Compare and contrast: Night over Birkenau  and  Earrings

This essay will be analysing and contrasting two poems relating to the Auschwitz concentration camp during WWII and how it diversely affected Jews.

 The first poem is 'Night over Birkenau,' a  first hand experience poem written by Tadeusz Borowski to  display the daily lives of Jewish prisoners in concentration camps and 'Earrings,' a second generation poem by Annette Bialik Harchik, written to inform readers how Jewish women were imprisoned whilst exploring aspects such as the racial discrimination by Nazi Germans in the Auschwitz concentration camp.

By exploring these aspects it seems that the poems are written to give a voice to the deceased Jews who have died without having the chance to inform the world about the inhumane crimes inflict upon them deceitfully.

  From the start of 'Night over Birkenau' readers are given a clear  insight to the poem's setting, hence the title 'Night over Birkenau.' This gives readers the sense of insecurity as a setting in the night is likely to be more vile. This is then reinforced in, “Again the grim sky closes.” 'Grim' gives readers a sense of horror; and 'sky closes' evidently proves that the prisoners are captivated in this horror, it is inescapable. 'Again' reinforces that it is cyclic, constant and never ending within their hearts.

  The Jews' feeling of horror is initially derived from the horrifying methods used by the Nazi Germans to exterminate them. These were methods such as the crematorium, “and the eyes of the crematorium blaze.” The word 'blaze' allows readers to interpret the intensity and aggressiveness of the flame but it is the use of personification in 'eyes'  which emphasises the intensity of the heat as the eyes symbolise the shape of an igniting red and blue flame. The personification allows readers to interpret how slow the Nazi Germans have made the length of the termination process, as the eyes represent a quality of live humans. They were burnt alive which emphasises the agony that Jews had to go through. Just to die in the end.

 All this gives us a like comparison of hell. In my opinion, the Germans in the poem possess a character equivalent God's, shown by their possessiveness over a wide nation, and, how they wiped them easily because of their  ignorant, unjustified hate.

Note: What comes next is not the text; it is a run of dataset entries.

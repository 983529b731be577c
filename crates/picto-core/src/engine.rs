use rayon::prelude::*;
use serde::Serialize;
use std::collections::{BTreeSet, HashMap, HashSet};
use std::fs;
use std::path::{Path, PathBuf};
use std::sync::atomic::{AtomicUsize, Ordering};
use std::sync::Arc;
use std::time::{Duration, Instant, UNIX_EPOCH};
use tracing::{debug, info, warn};

use crate::classify::{self, Classifier, ClassifyError};
use crate::config::AppConfig;
use crate::error::Error;
use crate::hasher;
use crate::progress::ProgressReporter;
use crate::scanner::{self, MediaFilter, ScannedMedia};
use crate::storage::models::{Media, NewMedia};
use crate::storage::Database;

/// Reconciles the media under the configured root with the database.
pub struct SyncEngine {
    config: AppConfig,
    classifier: Option<Arc<dyn Classifier>>,
}

#[derive(Debug, Clone, Default, Serialize)]
pub struct SyncReport {
    pub scanned: usize,
    pub hashed: usize,
    /// Files that could not be hashed (vanished or unreadable).
    pub skipped: usize,
    pub unchanged: usize,
    pub inserted: usize,
    pub moved: usize,
    /// Rows whose path now holds different content.
    pub rewritten: usize,
    /// Extra copies of content already indexed at another live path.
    pub duplicates: usize,
    /// Rows whose path now holds other content and whose own content is
    /// nowhere under the root.
    pub dropped: usize,
    pub classified: usize,
    pub classification_failures: usize,
    pub pruned_media: usize,
    pub pruned_classes: usize,
    pub scan_duration: Duration,
    pub hash_duration: Duration,
    pub reconcile_duration: Duration,
    pub classify_duration: Duration,
}

impl SyncEngine {
    pub fn new(config: AppConfig) -> Self {
        Self {
            config,
            classifier: None,
        }
    }

    pub fn with_classifier(mut self, classifier: Arc<dyn Classifier>) -> Self {
        self.classifier = Some(classifier);
        self
    }

    pub fn has_classifier(&self) -> bool {
        self.classifier.is_some()
    }

    pub fn config(&self) -> &AppConfig {
        &self.config
    }

    /// Open the configured database, run one sync pass and close it.
    pub fn sync(&self, reporter: &dyn ProgressReporter) -> Result<SyncReport, Error> {
        let db = Database::open(&self.config.db_path)?;
        let report = self.sync_database(&db, reporter)?;
        db.close()?;
        Ok(report)
    }

    /// Run one sync pass against an open database:
    /// 1. Walk the root for media files
    /// 2. Hash them in parallel; unreadable files are skipped
    /// 3. Reconcile against stored rows (insert / move / rewrite)
    /// 4. Delete rows whose file is gone, then classes nothing refers to
    /// 5. Classify every unlinked row and store the labels
    pub fn sync_database(
        &self,
        db: &Database,
        reporter: &dyn ProgressReporter,
    ) -> Result<SyncReport, Error> {
        let mut report = SyncReport::default();
        let root = Path::new(&self.config.root_path);
        if !root.is_dir() {
            warn!("Root {} is not a readable directory", root.display());
        }

        // Phase 1: Scan
        info!("Scanning {}...", root.display());
        reporter.on_scan_start();
        let scan_start = Instant::now();
        let mut scanned: Vec<ScannedMedia> = Vec::new();
        for media in scanner::scan_media(root, MediaFilter::from_config(&self.config)) {
            if scanned.len() % 100 == 0 {
                reporter.on_scan_progress(scanned.len(), &media.path.to_string_lossy());
            }
            scanned.push(media);
        }
        report.scanned = scanned.len();
        report.scan_duration = scan_start.elapsed();
        reporter.on_scan_complete(report.scanned, report.scan_duration.as_secs_f64());

        // Phase 2: Hash
        info!("Hashing {} files...", report.scanned);
        let hash_start = Instant::now();
        reporter.on_hash_start(report.scanned);
        let paths: Vec<PathBuf> = scanned.iter().map(|m| m.path.clone()).collect();
        let total = paths.len();
        let digests = hasher::hash_files(&paths, |done| reporter.on_hash_progress(done, total));

        let mut live: Vec<LiveFile> = Vec::with_capacity(scanned.len());
        for (media, digest) in scanned.into_iter().zip(digests) {
            match digest {
                Ok(hash) => live.push(LiveFile::new(media, hash)),
                Err(e) => {
                    warn!("Skipping {}: {}", media.path.display(), e);
                    report.skipped += 1;
                }
            }
        }
        report.hashed = live.len();
        report.hash_duration = hash_start.elapsed();
        reporter.on_hash_complete(report.hashed, report.hash_duration.as_secs_f64());

        // Phase 3: Reconcile
        let reconcile_start = Instant::now();
        let tx = db.transaction()?;
        reconcile(db, &live, &mut report)?;
        tx.commit()?;
        report.reconcile_duration = reconcile_start.elapsed();
        debug!(
            "Reconciled in {:.2}s: {} new, {} moved, {} rewritten, {} duplicates, {} unchanged",
            report.reconcile_duration.as_secs_f64(),
            report.inserted,
            report.moved,
            report.rewritten,
            report.duplicates,
            report.unchanged,
        );

        // Phase 4: Prune
        let (pruned_media, pruned_classes) = prune_missing(db)?;
        report.pruned_media = pruned_media;
        report.pruned_classes = pruned_classes;
        reporter.on_prune_complete(pruned_media, pruned_classes);

        // Phase 5: Classify
        match &self.classifier {
            Some(classifier) if self.config.classify => {
                let classify_start = Instant::now();
                let (classified, failed) = classify_unlinked(db, classifier.as_ref(), reporter)?;
                report.classified = classified;
                report.classification_failures = failed;
                report.classify_duration = classify_start.elapsed();
                reporter.on_classify_complete(
                    classified,
                    failed,
                    report.classify_duration.as_secs_f64(),
                );
            }
            _ => debug!("Classification disabled; unlinked rows left for a later pass"),
        }

        info!(
            "Sync complete: {} scanned, {} new, {} moved, {} pruned, {} classified",
            report.scanned, report.inserted, report.moved, report.pruned_media, report.classified
        );
        Ok(report)
    }
}

/// A scanned file with its digest, in the string form the database uses.
struct LiveFile {
    path: String,
    directory: String,
    media: ScannedMedia,
    hash: String,
}

impl LiveFile {
    fn new(media: ScannedMedia, hash: String) -> Self {
        Self {
            path: media.path.to_string_lossy().into_owned(),
            directory: media.directory.to_string_lossy().into_owned(),
            media,
            hash,
        }
    }

    fn timestamp(&self) -> i64 {
        fs::metadata(&self.media.path)
            .and_then(|m| m.modified())
            .ok()
            .and_then(|t| t.duration_since(UNIX_EPOCH).ok())
            .map(|d| d.as_secs() as i64)
            .unwrap_or(0)
    }
}

/// Match every hashed file against the stored rows.
///
/// A row is identified by its hash. When a file lands on a path still held by
/// another row, that row is parked on a placeholder path if its content is
/// live elsewhere under the root (it is picked up again when that file is
/// reached) and dropped otherwise.
fn reconcile(db: &Database, live: &[LiveFile], report: &mut SyncReport) -> Result<(), Error> {
    let live_hashes: HashMap<&str, &str> = live
        .iter()
        .map(|f| (f.path.as_str(), f.hash.as_str()))
        .collect();
    let live_digests: HashSet<&str> = live.iter().map(|f| f.hash.as_str()).collect();

    for file in live {
        match db.media_by_hash(&file.hash)? {
            Some(row) if row.path == file.path => report.unchanged += 1,
            Some(row) if live_hashes.get(row.path.as_str()) == Some(&file.hash.as_str()) => {
                debug!("{} duplicates {}", file.path, row.path);
                release_path(db, file, &live_digests, report)?;
                report.duplicates += 1;
            }
            Some(row) => {
                release_path(db, file, &live_digests, report)?;
                debug!("Moved {} -> {}", row.path, file.path);
                db.update_media_location(
                    row.id,
                    &file.path,
                    &file.directory,
                    file.timestamp(),
                )?;
                report.moved += 1;
            }
            None => match db.media_by_path(&file.path)? {
                Some(existing) if !live_digests.contains(existing.hash.as_str()) => {
                    debug!("Content changed at {}", file.path);
                    db.replace_media_content(
                        existing.id,
                        &file.hash,
                        file.media.file_type,
                        file.timestamp(),
                    )?;
                    report.rewritten += 1;
                }
                holder => {
                    if let Some(moved_away) = holder {
                        debug!("Parking row {} at {}", moved_away.id, moved_away.path);
                        db.detach_media(moved_away.id)?;
                    }
                    db.insert_media(&NewMedia {
                        hash: file.hash.clone(),
                        path: file.path.clone(),
                        directory: file.directory.clone(),
                        file_type: file.media.file_type,
                        timestamp: file.timestamp(),
                    })?;
                    report.inserted += 1;
                }
            },
        }
    }
    Ok(())
}

/// Free `file.path` from a row holding other content.
fn release_path(
    db: &Database,
    file: &LiveFile,
    live_digests: &HashSet<&str>,
    report: &mut SyncReport,
) -> Result<(), Error> {
    let holder = match db.media_by_path(&file.path)? {
        Some(holder) if holder.hash != file.hash => holder,
        _ => return Ok(()),
    };
    if live_digests.contains(holder.hash.as_str()) {
        debug!("Parking row {} at {}", holder.id, holder.path);
        db.detach_media(holder.id)?;
    } else {
        debug!("Dropping stale row {} at {}", holder.id, holder.path);
        db.delete_media(holder.id)?;
        report.dropped += 1;
    }
    Ok(())
}

/// Delete rows whose file no longer exists, in one statement, then classes
/// left without tags.
fn prune_missing(db: &Database) -> Result<(usize, usize), Error> {
    let missing: Vec<String> = db
        .all_media_paths()?
        .into_iter()
        .filter(|p| !Path::new(p).exists())
        .collect();

    let tx = db.transaction()?;
    let media = db.delete_media_by_paths(&missing)?;
    let classes = db.prune_orphan_classes()?;
    tx.commit()?;

    if media > 0 || classes > 0 {
        info!("Pruned {} missing media and {} unused classes", media, classes);
    }
    Ok((media, classes))
}

/// Classify unlinked rows in parallel, then write labels back through the
/// single connection. Returns (classified, failed).
fn classify_unlinked(
    db: &Database,
    classifier: &dyn Classifier,
    reporter: &dyn ProgressReporter,
) -> Result<(usize, usize), Error> {
    let pending: Vec<Media> = db.unlinked_media()?;
    if pending.is_empty() {
        return Ok((0, 0));
    }
    info!("Classifying {} unlinked media...", pending.len());
    reporter.on_classify_start(pending.len());

    let done = AtomicUsize::new(0);
    let total = pending.len();
    let outcomes: Vec<(&Media, Result<BTreeSet<String>, ClassifyError>)> = pending
        .par_iter()
        .map(|media| {
            let labels = classifier.classify(Path::new(&media.path), media.file_type);
            reporter.on_classify_progress(done.fetch_add(1, Ordering::Relaxed) + 1, total);
            (media, labels)
        })
        .collect();

    let mut classified = 0;
    let mut failed = 0;
    let tx = db.transaction()?;
    for (media, outcome) in outcomes {
        match outcome {
            Ok(labels) => {
                classify::persist_labels(db, media.id, &labels)?;
                classified += 1;
            }
            Err(e) => {
                warn!("Classification failed for {}: {}", media.path, e);
                failed += 1;
            }
        }
    }
    tx.commit()?;
    Ok((classified, failed))
}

  There is further reference to the 'eyes' later in the poem which can effectively be linked to stanza four where Borowski refers to the eyes and the poison on the same line, “my eyes are poisoned from sleep.” This reinforces the idea that the prisoners were tortured in the methods of death used as poison takes a long time to distil in the body, slowly working its way through the body resulting in the victim left in agony. Alternatively, the reference to the 'eyes' made in the above quotes can mean that the Germans' crimes were being watched and would not go without being known to the world (hence how we now know). The use of 'eyes' shows that they are being watched more widely than simply saying 'eye'.

Imagery of nature's deceitful and unwilling characteristic is similarly portrayed in 'Earrings.'

 At the end of the poem, we are similarly shown how nature trying to contribute to the Germans' crimes.

This is shown on the ending stanza of the poem. Harchik does this by describing the holes dug in which the camp prisoners' corpses to be buried in, “The empty holes,” and, on the next line they are described as 'grown shut.' This is a very effective way to use language, it emphasises nature's attempt to stop the finding of the Jews' corpses after the massacre. This is shown by the use of  oxymoron to emphasise how the holes that the Germans have dug to mass bury the prisoners' corpses is veiled by grass growing over the burial sites eventually levelling off with the rest of the earth.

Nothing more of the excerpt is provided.